**DATA SHOWN:**
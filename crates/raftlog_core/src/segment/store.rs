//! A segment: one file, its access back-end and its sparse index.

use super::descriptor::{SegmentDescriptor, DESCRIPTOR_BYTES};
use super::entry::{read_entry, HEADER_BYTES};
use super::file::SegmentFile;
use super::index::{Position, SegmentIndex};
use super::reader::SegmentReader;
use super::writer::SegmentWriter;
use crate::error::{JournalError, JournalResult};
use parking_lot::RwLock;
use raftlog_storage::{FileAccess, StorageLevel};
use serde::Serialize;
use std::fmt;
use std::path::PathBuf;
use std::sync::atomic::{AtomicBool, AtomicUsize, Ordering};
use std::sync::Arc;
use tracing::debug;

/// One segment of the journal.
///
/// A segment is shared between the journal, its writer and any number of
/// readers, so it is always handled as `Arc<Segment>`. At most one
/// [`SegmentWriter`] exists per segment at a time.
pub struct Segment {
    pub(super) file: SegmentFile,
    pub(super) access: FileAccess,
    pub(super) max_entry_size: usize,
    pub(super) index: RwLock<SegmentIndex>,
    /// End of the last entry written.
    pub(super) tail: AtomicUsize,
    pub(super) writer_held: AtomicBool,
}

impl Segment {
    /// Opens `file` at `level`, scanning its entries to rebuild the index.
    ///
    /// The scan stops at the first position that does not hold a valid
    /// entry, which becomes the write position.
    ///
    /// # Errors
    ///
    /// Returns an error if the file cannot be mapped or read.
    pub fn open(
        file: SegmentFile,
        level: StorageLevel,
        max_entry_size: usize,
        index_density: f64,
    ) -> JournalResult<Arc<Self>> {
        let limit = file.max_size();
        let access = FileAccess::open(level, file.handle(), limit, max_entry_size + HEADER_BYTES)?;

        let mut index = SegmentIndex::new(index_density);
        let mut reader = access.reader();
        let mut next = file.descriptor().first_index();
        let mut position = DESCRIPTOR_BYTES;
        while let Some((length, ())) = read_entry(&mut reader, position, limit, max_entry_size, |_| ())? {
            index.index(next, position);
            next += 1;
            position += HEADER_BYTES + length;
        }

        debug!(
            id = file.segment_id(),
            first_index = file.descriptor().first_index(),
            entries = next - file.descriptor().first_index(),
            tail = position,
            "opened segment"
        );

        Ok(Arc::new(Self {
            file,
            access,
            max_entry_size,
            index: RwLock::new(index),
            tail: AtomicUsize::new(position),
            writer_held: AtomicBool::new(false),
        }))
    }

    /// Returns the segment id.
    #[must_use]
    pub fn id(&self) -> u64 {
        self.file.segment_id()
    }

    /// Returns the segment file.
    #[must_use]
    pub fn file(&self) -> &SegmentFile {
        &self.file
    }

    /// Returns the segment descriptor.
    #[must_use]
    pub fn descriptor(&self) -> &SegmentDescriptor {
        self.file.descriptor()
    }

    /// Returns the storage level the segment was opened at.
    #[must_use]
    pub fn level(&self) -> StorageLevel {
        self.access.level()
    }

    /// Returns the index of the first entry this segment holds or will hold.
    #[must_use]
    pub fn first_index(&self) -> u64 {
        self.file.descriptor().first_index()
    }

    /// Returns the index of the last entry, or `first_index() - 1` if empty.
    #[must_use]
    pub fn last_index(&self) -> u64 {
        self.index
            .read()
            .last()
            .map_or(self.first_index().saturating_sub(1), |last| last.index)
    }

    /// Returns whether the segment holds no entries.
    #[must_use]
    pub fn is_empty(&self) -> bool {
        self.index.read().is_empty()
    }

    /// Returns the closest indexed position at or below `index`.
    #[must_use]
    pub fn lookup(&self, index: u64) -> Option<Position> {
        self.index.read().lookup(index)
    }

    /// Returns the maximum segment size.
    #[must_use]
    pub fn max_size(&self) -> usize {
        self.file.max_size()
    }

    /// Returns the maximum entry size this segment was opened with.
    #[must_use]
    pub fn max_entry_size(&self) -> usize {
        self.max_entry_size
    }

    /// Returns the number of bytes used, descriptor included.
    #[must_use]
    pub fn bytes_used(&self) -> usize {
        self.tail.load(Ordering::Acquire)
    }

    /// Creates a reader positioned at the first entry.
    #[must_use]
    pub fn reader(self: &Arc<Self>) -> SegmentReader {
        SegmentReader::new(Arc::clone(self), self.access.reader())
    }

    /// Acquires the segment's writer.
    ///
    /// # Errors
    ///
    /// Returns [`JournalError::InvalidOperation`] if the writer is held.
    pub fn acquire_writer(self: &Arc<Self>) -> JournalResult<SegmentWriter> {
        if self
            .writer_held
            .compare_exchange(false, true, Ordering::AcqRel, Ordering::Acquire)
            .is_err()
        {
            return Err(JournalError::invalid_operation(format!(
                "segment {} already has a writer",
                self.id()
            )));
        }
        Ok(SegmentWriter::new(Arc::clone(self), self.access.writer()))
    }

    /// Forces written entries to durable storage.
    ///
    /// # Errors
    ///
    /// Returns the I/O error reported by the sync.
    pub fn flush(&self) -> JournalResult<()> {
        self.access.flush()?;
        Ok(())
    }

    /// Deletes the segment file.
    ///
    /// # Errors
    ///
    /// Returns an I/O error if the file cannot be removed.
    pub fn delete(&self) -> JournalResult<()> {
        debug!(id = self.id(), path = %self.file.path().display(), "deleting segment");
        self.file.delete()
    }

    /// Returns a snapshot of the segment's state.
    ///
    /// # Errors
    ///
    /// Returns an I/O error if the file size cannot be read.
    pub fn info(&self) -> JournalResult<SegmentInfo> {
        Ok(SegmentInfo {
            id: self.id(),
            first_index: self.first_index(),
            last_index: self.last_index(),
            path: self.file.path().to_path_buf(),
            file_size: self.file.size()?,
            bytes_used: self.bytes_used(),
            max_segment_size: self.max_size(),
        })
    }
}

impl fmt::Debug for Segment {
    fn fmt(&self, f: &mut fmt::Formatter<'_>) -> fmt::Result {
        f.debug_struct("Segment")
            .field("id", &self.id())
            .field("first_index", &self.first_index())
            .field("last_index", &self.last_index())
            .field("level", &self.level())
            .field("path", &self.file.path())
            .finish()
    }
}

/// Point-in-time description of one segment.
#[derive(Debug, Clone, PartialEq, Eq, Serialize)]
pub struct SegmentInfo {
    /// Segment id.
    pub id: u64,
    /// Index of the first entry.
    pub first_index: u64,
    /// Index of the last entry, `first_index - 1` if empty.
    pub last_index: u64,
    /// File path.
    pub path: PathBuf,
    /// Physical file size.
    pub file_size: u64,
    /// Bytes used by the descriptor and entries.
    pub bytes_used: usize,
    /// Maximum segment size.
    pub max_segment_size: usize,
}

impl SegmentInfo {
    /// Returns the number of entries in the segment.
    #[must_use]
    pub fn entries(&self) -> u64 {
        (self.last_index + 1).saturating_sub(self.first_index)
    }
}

**WORK REQUEST:** Give the number of lines in the records that contain the word "FileAccess", and write nothing else.

**PROBLEM SOLUTION:** 3